Secondo i protocolli di sicurezza del certificato SSL WildCard , consente solo la protezione del dominio di primo livello che include anche il dominio principale come domainname.com e domain.domainname.com . Consente la sicurezza illimitata dei sottodomini ma devono essere domini di primo livello .

Se si desidera proteggere il nome del proprio sottodominio che formatta in domain.domain.domainname.com quale tecnico noto come nome di sottodominio di secondo livello, è necessario disporre di un altro certificato SSL con caratteri jolly specifico per la sicurezza del nome di sottodominio.

Jake Adley
fonte
1

Il certificato SSL Wildcard può proteggere solo sottodomini di livello singolo. Se disponi di un jolly SSL emesso per * .mycompany.com, proteggerà mycompany.com e tutti i suoi sottodomini.

Se il tuo requisito è proteggere i sottodomini di secondo livello, quindi dovresti creare CSR per * .internal.mycompany.com (con questa condizione, mycompany.com riceverà un avviso di mancata corrispondenza del nome di dominio nei browser, quindi devi acquistare un SSL standard certificato per mycompany.com)

È possibile proteggere l'intero sito Web con un singolo certificato multi dominio.
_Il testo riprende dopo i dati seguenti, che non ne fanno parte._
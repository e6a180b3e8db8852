//! Transient `#sim-toast` notice
//!
//! At most one toast exists. Showing a new one removes the old element and
//! cancels its pending dismissal.

use crate::platform::dom;
use crate::sim::Notice;

pub const TOAST_ID: &str = "sim-toast";

#[derive(Default)]
pub struct ToastView {
    pending: Option<i32>,
}

impl ToastView {
    /// Show `notice`; `on_expire` runs when its display time is up
    pub fn show(&mut self, notice: &Notice, fade_ms: u32, on_expire: impl FnOnce() + 'static) {
        if let Some(existing) = dom::by_id(TOAST_ID) {
            existing.remove();
        }
        if let Some(handle) = self.pending.take() {
            dom::clear_timeout(handle);
        }

        let Some(toast) = dom::create("div", "sim-toast") else {
            return;
        };
        toast.set_id(TOAST_ID);
        let _ = toast.set_attribute("role", "status");
        let _ = toast.set_attribute("aria-live", "polite");
        toast.set_text_content(Some(&notice.text));
        let Some(body) = dom::document().and_then(|d| d.body()) else {
            return;
        };
        let _ = body.append_child(&toast);

        // Fade in after the first paint
        let fading_in = toast.clone();
        dom::request_frame(move |_| {
            let _ = fading_in.class_list().add_1("visible");
        });

        self.pending = dom::set_timeout(notice.duration_ms, move || {
            let _ = toast.class_list().remove_1("visible");
            on_expire();
            let _ = dom::set_timeout(fade_ms, move || toast.remove());
        });
        log::debug!("toast: {}", notice.text);
    }

    /// Dismissal fired; the handle is no longer cancellable
    pub fn settled(&mut self) {
        self.pending = None;
    }
}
Con il certificato SSL multi dominio, è possibile proteggere più siti Web, sottodomini e sottodomini multilivello.

  • mycompany.com
  • mycompany.co.uk
  • internal.mycompany.com
  • * .mycomapany.com
  • server.internal.mycompany.com . .anycompany.anytld

Il certificato SSL multi-dominio noto anche come certificato SAN SSL e conta ogni condizione come un singolo nome SAN.

È necessario valutare il numero di sottodomini creati in mycomapny.com e * .internal.mycompany.com che aiuteranno a scegliere il prodotto certificato corretto.

Qui allo scenario di dettaglio già spiegato - Certificato SSL jolly per sottodominio di secondo livello

Jason Parms
fonte
Utilizzando il nostro sito, riconosci di aver letto e compreso le nostre Informativa sui cookie e Informativa sulla privacy.
Licensed under cc by-sa 3.0 with attribution required.